It’s worth thinking about what that means in terms of American poetry, what social conditions emerged during the years in which those poets came into their lives as poets. It’s also worth noting that of the 63 poets, just two – Kaufman & Anderson – are African-American. The most obvious is that these are poets, especially those born in 1925 onward, who escaped WW2, but got to reap the benefits of economic prosperity & a rapidly expanding educational system, that both democratized post-secondary education after the war and ensured that pretty much anyone who wanted to could get a teaching job.

Second, not one, but both traditions in American writing underwent profound transformations in the 1950s, with the New American Poetry arising out of a strand that had mixed roots in both modernism & an Americanist tradition that could be traced further even than Whitman, while the neo-colonialist Anglophile poetics of the more genteel tradition likewise saw a hard rupture in the revolt of The Fifties, as Bly, Wright, Merwin, Rich & even Hall moved away from their own heritage of closed forms to embrace aspects of European literature & a more open poetics. What’s notably absent from Carruth’s list (& my expansion of it) are direct descendants of the agrarians: Randall Jarrell, Robert Penn Warren et al. James Dickey & Jonathan Williams are the only real southerners here, neither of whom could be so described. The closest you might get are indirect descendants, all students of Robert Lowell’s.
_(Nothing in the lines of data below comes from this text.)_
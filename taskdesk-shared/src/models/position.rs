/// Position model and database operations
///
/// Organizational positions ("HR Manager", "Backend Developer"), each
/// belonging to a category. Profiles reference positions optionally; the
/// `is_task_manager` flag marks positions expected to own tasks.
///
/// # Schema
///
/// ```sql
/// CREATE TABLE positions (
///     id BIGSERIAL PRIMARY KEY,
///     title VARCHAR(100) NOT NULL UNIQUE,
///     description TEXT NOT NULL DEFAULT '',
///     is_task_manager BOOLEAN NOT NULL DEFAULT FALSE,
///     category_id BIGINT NOT NULL REFERENCES categories(id) ON DELETE RESTRICT
/// );
/// ```
use serde::{Deserialize, Serialize};
use sqlx::PgPool;

/// An organizational position
#[derive(Debug, Clone, Serialize, Deserialize, sqlx::FromRow)]
pub struct Position {
    pub id: i64,

    /// Unique title; used as the slug form of a position
    pub title: String,

    pub description: String,

    /// Whether holders of this position are expected to manage tasks
    pub is_task_manager: bool,

    pub category_id: i64,
}

/// Input for creating a position
#[derive(Debug, Clone, Serialize, Deserialize)]
pub struct CreatePosition {
    pub title: String,
    pub description: String,
    pub is_task_manager: bool,
    pub category_id: i64,
}

/// Input for updating a position; only non-None fields are touched
#[derive(Debug, Clone, Default, Serialize, Deserialize)]
pub struct UpdatePosition {
    pub title: Option<String>,
    pub description: Option<String>,
    pub is_task_manager: Option<bool>,
    pub category_id: Option<i64>,
}

impl Position {
    /// Creates a new position
    ///
    /// # Errors
    ///
    /// Returns an error if the title is taken or `category_id` doesn't
    /// resolve
    pub async fn create(pool: &PgPool, data: CreatePosition) -> Result<Self, sqlx::Error> {
        sqlx::query_as::<_, Position>(
            r#"
            INSERT INTO positions (title, description, is_task_manager, category_id)
            VALUES ($1, $2, $3, $4)
            RETURNING id, title, description, is_task_manager, category_id
            "#,
        )
        .bind(data.title)
        .bind(data.description)
        .bind(data.is_task_manager)
        .bind(data.category_id)
        .fetch_one(pool)
        .await
    }

    /// Finds a position by ID
    pub async fn find_by_id(pool: &PgPool, id: i64) -> Result<Option<Self>, sqlx::Error> {
        sqlx::query_as::<_, Position>(
            r#"
            SELECT id, title, description, is_task_manager, category_id
            FROM positions
            WHERE id = $1
            "#,
        )
        .bind(id)
        .fetch_optional(pool)
        .await
    }

    /// Finds a position by its unique title
    pub async fn find_by_title(pool: &PgPool, title: &str) -> Result<Option<Self>, sqlx::Error> {
        sqlx::query_as::<_, Position>(
            r#"
            SELECT id, title, description, is_task_manager, category_id
            FROM positions
            WHERE title = $1
            "#,
        )
        .bind(title)
        .fetch_optional(pool)
        .await
    }

    /// Lists all positions ordered by title
    pub async fn list(pool: &PgPool) -> Result<Vec<Self>, sqlx::Error> {
        sqlx::query_as::<_, Position>(
            r#"
            SELECT id, title, description, is_task_manager, category_id
            FROM positions
            ORDER BY title
            "#,
        )
        .fetch_all(pool)
        .await
    }

    /// Updates a position
    pub async fn update(
        pool: &PgPool,
        id: i64,
        data: UpdatePosition,
    ) -> Result<Option<Self>, sqlx::Error> {
        let mut clauses = Vec::new();
        let mut bind_count = 1;

        if data.title.is_some() {
            bind_count += 1;
            clauses.push(format!("title = ${}", bind_count));
        }
        if data.description.is_some() {
            bind_count += 1;
            clauses.push(format!("description = ${}", bind_count));
        }
        if data.is_task_manager.is_some() {
            bind_count += 1;
            clauses.push(format!("is_task_manager = ${}", bind_count));
        }
        if data.category_id.is_some() {
            bind_count += 1;
            clauses.push(format!("category_id = ${}", bind_count));
        }

        if clauses.is_empty() {
            return Self::find_by_id(pool, id).await;
        }

        let query = format!(
            "UPDATE positions SET {} WHERE id = $1 \
             RETURNING id, title, description, is_task_manager, category_id",
            clauses.join(", ")
        );

        let mut q = sqlx::query_as::<_, Position>(&query).bind(id);

        if let Some(title) = data.title {
            q = q.bind(title);
        }
        if let Some(description) = data.description {
            q = q.bind(description);
        }
        if let Some(is_task_manager) = data.is_task_manager {
            q = q.bind(is_task_manager);
        }
        if let Some(category_id) = data.category_id {
            q = q.bind(category_id);
        }

        q.fetch_optional(pool).await
    }

    /// Deletes a position
    ///
    /// Profiles pointing at it fall back to NULL (SET NULL).
    pub async fn delete(pool: &PgPool, id: i64) -> Result<bool, sqlx::Error> {
        let result = sqlx::query("DELETE FROM positions WHERE id = $1")
            .bind(id)
            .execute(pool)
            .await?;

        Ok(result.rows_affected() > 0)
    }
}
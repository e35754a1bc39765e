//! Representation layer
//!
//! Response-shaped views over the domain models. Views replace internal
//! ids with human-readable values (emails for people, names/captions for
//! reference rows), never expose password hashes, and pin timestamp
//! formats so responses don't drift with serializer defaults.
//!
//! Task views additionally carry the visibility decision: a task the
//! caller may not see projects to an empty object instead of being
//! omitted, so list positions stay stable across callers.

pub mod account;
pub mod task;

pub use account::{AccountView, CategoryMode, CategoryRef, CategoryView, PositionView, ProfileView};
pub use task::{project_task, ResourceView, TaskProjection, TaskView};

/// Fixed-format timestamp serialization
pub(crate) mod timestamps {
    use chrono::{DateTime, Utc};
    use serde::Serializer;

    /// ISO-8601 with microseconds and a literal Z suffix
    pub const FORMAT: &str = "%Y-%m-%dT%H:%M:%S%.6fZ";

    pub fn serialize<S>(value: &DateTime<Utc>, serializer: S) -> Result<S::Ok, S::Error>
    where
        S: Serializer,
    {
        serializer.serialize_str(&value.format(FORMAT).to_string())
    }

    pub fn serialize_option<S>(
        value: &Option<DateTime<Utc>>,
        serializer: S,
    ) -> Result<S::Ok, S::Error>
    where
        S: Serializer,
    {
        match value {
            Some(value) => serialize(value, serializer),
            None => serializer.serialize_none(),
        }
    }
}
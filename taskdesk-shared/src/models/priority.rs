/// Priority model and database operations
///
/// Priority levels for tasks. The caption doubles as the slug in task
/// payloads and projections.
use serde::{Deserialize, Serialize};
use sqlx::PgPool;

/// A task priority level (e.g. "High Priority")
#[derive(Debug, Clone, Serialize, Deserialize, sqlx::FromRow)]
pub struct Priority {
    pub id: i64,

    /// Unique caption; used as the slug in task payloads
    pub caption: String,
}

/// Input for creating a priority
#[derive(Debug, Clone, Serialize, Deserialize)]
pub struct CreatePriority {
    pub caption: String,
}

impl Priority {
    /// Creates a new priority level
    pub async fn create(pool: &PgPool, data: CreatePriority) -> Result<Self, sqlx::Error> {
        sqlx::query_as::<_, Priority>(
            "INSERT INTO priorities (caption) VALUES ($1) RETURNING id, caption",
        )
        .bind(data.caption)
        .fetch_one(pool)
        .await
    }

    /// Finds a priority by ID
    pub async fn find_by_id(pool: &PgPool, id: i64) -> Result<Option<Self>, sqlx::Error> {
        sqlx::query_as::<_, Priority>("SELECT id, caption FROM priorities WHERE id = $1")
            .bind(id)
            .fetch_optional(pool)
            .await
    }

    /// Finds a priority by its unique caption
    pub async fn find_by_caption(pool: &PgPool, caption: &str) -> Result<Option<Self>, sqlx::Error> {
        sqlx::query_as::<_, Priority>("SELECT id, caption FROM priorities WHERE caption = $1")
            .bind(caption)
            .fetch_optional(pool)
            .await
    }

    /// Lists all priorities ordered by caption
    pub async fn list(pool: &PgPool) -> Result<Vec<Self>, sqlx::Error> {
        sqlx::query_as::<_, Priority>("SELECT id, caption FROM priorities ORDER BY caption")
            .fetch_all(pool)
            .await
    }

    /// Renames a priority
    pub async fn update_caption(
        pool: &PgPool,
        id: i64,
        caption: &str,
    ) -> Result<Option<Self>, sqlx::Error> {
        sqlx::query_as::<_, Priority>(
            "UPDATE priorities SET caption = $2 WHERE id = $1 RETURNING id, caption",
        )
        .bind(id)
        .bind(caption)
        .fetch_optional(pool)
        .await
    }

    /// Deletes a priority
    ///
    /// Fails with a database error while tasks still reference it (RESTRICT).
    pub async fn delete(pool: &PgPool, id: i64) -> Result<bool, sqlx::Error> {
        let result = sqlx::query("DELETE FROM priorities WHERE id = $1")
            .bind(id)
            .execute(pool)
            .await?;

        Ok(result.rows_affected() > 0)
    }
}
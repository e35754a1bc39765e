/// Database models for TaskDesk
///
/// This module contains all database models and their CRUD operations.
///
/// # Models
///
/// - `user`: User accounts (login identity, flags)
/// - `profile`: User profiles (names, position), one per account
/// - `position`: Organizational positions, grouped by category
/// - `category`: Categories for positions and tasks
/// - `priority`: Task priority levels
/// - `status`: Task workflow states
/// - `task`: Tasks, their team membership, and loaded detail rows
/// - `resource`: Per-task resource links
///
/// Account and profile rows are only ever created together through
/// [`crate::accounts`]; the model files deliberately carry no independent
/// insert for them.
///
/// # Example
///
/// ```no_run
/// use taskdesk_shared::db::pool::{create_pool, DatabaseConfig};
/// use taskdesk_shared::models::category::{Category, CreateCategory};
///
/// # async fn example() -> Result<(), Box<dyn std::error::Error>> {
/// let pool = create_pool(DatabaseConfig::default()).await?;
///
/// let category = Category::create(
///     &pool,
///     CreateCategory {
///         name: "Development".to_string(),
///         description: "Software development department".to_string(),
///     },
/// )
/// .await?;
/// println!("Created category {}", category.id);
/// # Ok(())
/// # }
/// ```

pub mod category;
pub mod position;
pub mod priority;
pub mod profile;
pub mod resource;
pub mod status;
pub mod task;
pub mod user;
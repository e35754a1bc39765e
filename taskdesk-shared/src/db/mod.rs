/// Database layer for TaskDesk
///
/// This module provides database connection pooling and migrations.
///
/// # Modules
///
/// - `pool`: PostgreSQL connection pool management with health checks
/// - `migrations`: Database migration runner
/// - Models are in the `models` module at crate root level
///
/// # Example
///
/// ```no_run
/// use taskdesk_shared::db::pool::{create_pool, DatabaseConfig};
///
/// #[tokio::main]
/// async fn main() -> Result<(), Box<dyn std::error::Error>> {
///     let config = DatabaseConfig {
///         url: std::env::var("DATABASE_URL")?,
///         ..Default::default()
///     };
///
///     let pool = create_pool(config).await?;
///     Ok(())
/// }
/// ```

pub mod migrations;
pub mod pool;
/// Database migration runner
///
/// Utilities for running database migrations using sqlx's migration system.
///
/// # Migration Files
///
/// Migrations are stored in the `migrations/` directory at the crate root,
/// one `{timestamp}_{name}.sql` file per migration, and are embedded into
/// the binary at compile time.
///
/// # Example
///
/// ```no_run
/// use taskdesk_shared::db::migrations::run_migrations;
/// use taskdesk_shared::db::pool::{create_pool, DatabaseConfig};
///
/// #[tokio::main]
/// async fn main() -> Result<(), Box<dyn std::error::Error>> {
///     let config = DatabaseConfig {
///         url: std::env::var("DATABASE_URL")?,
///         ..Default::default()
///     };
///
///     let pool = create_pool(config).await?;
///     run_migrations(&pool).await?;
///     Ok(())
/// }
/// ```
use sqlx::{migrate::MigrateDatabase, postgres::PgPool, Postgres};
use tracing::{debug, info, warn};

/// Runs all pending database migrations
///
/// Migrations that have already been applied are skipped; a failing
/// migration is rolled back and returned as an error.
///
/// # Errors
///
/// Returns an error if a migration fails to execute or the database
/// connection is lost during migration.
pub async fn run_migrations(pool: &PgPool) -> Result<(), sqlx::migrate::MigrateError> {
    info!("Starting database migrations");

    let migrations = sqlx::migrate!("./migrations");

    match migrations.run(pool).await {
        Ok(()) => {
            info!("All database migrations completed successfully");
            Ok(())
        }
        Err(e) => {
            warn!("Migration failed: {}", e);
            Err(e)
        }
    }
}

/// Creates the database if it doesn't exist
///
/// Useful for development and testing. In production the database should
/// already exist.
///
/// # Errors
///
/// Returns an error if the PostgreSQL server is unreachable or the
/// connection role may not create databases.
pub async fn ensure_database_exists(database_url: &str) -> Result<(), sqlx::Error> {
    info!("Checking if database exists");

    if !Postgres::database_exists(database_url).await? {
        info!("Database does not exist, creating it");
        Postgres::create_database(database_url).await?;
        info!("Database created successfully");
    } else {
        debug!("Database already exists");
    }

    Ok(())
}
/// Common error types for the TaskDesk domain layer.
use thiserror::Error;

use crate::auth::password::PasswordError;

/// Errors produced by domain operations (account lifecycle, task mutations,
/// reference resolution).
///
/// The API layer maps these onto HTTP statuses: `UniquenessViolation` and
/// `ReferenceNotFound` become 400 validation failures, `NotTeamMember`
/// becomes a 400 with the current member list, and `Database` falls through
/// to the generic sqlx mapping.
#[derive(Debug, Error)]
pub enum DomainError {
    /// A unique column already holds the given value.
    #[error("{message}")]
    UniquenessViolation {
        field: &'static str,
        message: String,
    },

    /// A reference (slug, primary key) did not resolve to an existing row.
    #[error("{message}")]
    ReferenceNotFound {
        field: &'static str,
        message: String,
    },

    /// A membership removal named an account that is not on the task's team.
    #[error("User is not a team member")]
    NotTeamMember { task_id: i64, account_id: i64 },

    #[error(transparent)]
    Password(#[from] PasswordError),

    #[error(transparent)]
    Database(#[from] sqlx::Error),
}

impl DomainError {
    /// Duplicate email on account create or update.
    pub fn duplicate_email(email: &str) -> Self {
        DomainError::UniquenessViolation {
            field: "email",
            message: format!("user account with email {email} already exists"),
        }
    }

    /// A slug (category name, priority/status caption) did not resolve.
    pub fn unknown_slug(field: &'static str, slug_field: &'static str, value: &str) -> Self {
        DomainError::ReferenceNotFound {
            field,
            message: format!("Object with {slug_field}={value} does not exist."),
        }
    }

    /// A primary-key reference did not resolve.
    pub fn unknown_pk(field: &'static str, id: i64) -> Self {
        DomainError::ReferenceNotFound {
            field,
            message: format!("Invalid pk \"{id}\" - object does not exist."),
        }
    }

    /// A team mutation named an account id with no matching profile.
    pub fn unknown_team_member(account_id: i64) -> Self {
        DomainError::ReferenceNotFound {
            field: "team_members",
            message: format!("Team member with id {account_id} does not exist"),
        }
    }
}

/// Classifies an insert/update failure against the email uniqueness
/// constraint; everything else passes through as a database error.
pub(crate) fn classify_email_conflict(err: sqlx::Error, email: &str) -> DomainError {
    if let sqlx::Error::Database(ref db_err) = err {
        let is_email_conflict = db_err
            .constraint()
            .map(|c| c.contains("email"))
            .unwrap_or(false);
        if is_email_conflict {
            return DomainError::duplicate_email(email);
        }
    }
    DomainError::Database(err)
}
Indeed one might say that the disappearance of the agrarian strain in American poetry is nearly as dramatic as that of the Objectivists, except that the Objectivists returned circa 1960, while the closed verse poetics of the agrarians simmered underground before returning as the New Formalism of a decade later.

So in the 1950s you had this clash between these two traditions – the raw & the cooked, as Lowell himself put it – but even the cooked poets were offering a version of nouveau cuisine, each side with its own variants. Phil Levine is as unlike Sylvia Plath as Gregory Corso is to Jonathan Williams. The degree to which these poets were their generation is worth underscoring. If I pick up one of the big double-issues of Poetry from that period, such as the October-November 1963 number, every single American poet born between 1920 and 1933 comes from the list above. All but two of the rest are older poets: John Berryman, J.V. Cunningham, Jean Garrigue, Randall Jarrell, Lowell, Charles Olson, Henry Rago, Theodore Roethke, Karl Shapiro, Elizabeth Bishop, Vernon Watkins & Louise Zukofsky. There is one poet who is younger, Ronald Johnson, born in 1935, and one British poet from this period, Charles Tomlinson. The 1965 double issue has fewer poets who are older (Robert Duncan, Charles Olson, Ernest Sandeen & Ted Weiss), and two who were born after 1933 (Ronald Johnson again, and Wendell Berry, born in 1934). Again there are two Brits, Tomlinson & Gael Turnbull, and nine poets from my expanded list: Carruth, Creeley, Kinnell, Koch, Levertov, Rich, Sexton, Snyder & Whalen. There is however one not on my list but from that generation, David Posner, born in 1921, educated at Kenyon & Oxford, who taught for awhile at the University of Buffalo & at the University of California (it’s not clear at which campus). Posner’s status within the canon, which is pretty much nil, tells you everything you need to know about the boundaries of this list.

The degree of prominence that so many members of this “greatest generation” earned was not solely because they were fabulous (some were, some weren’t), but because they were it, pretty much the sum of what was available by writers in that age cohort during those years. In 1960, they were the poets between the ages of 27 and 40. Ginsberg, for example, was just 34.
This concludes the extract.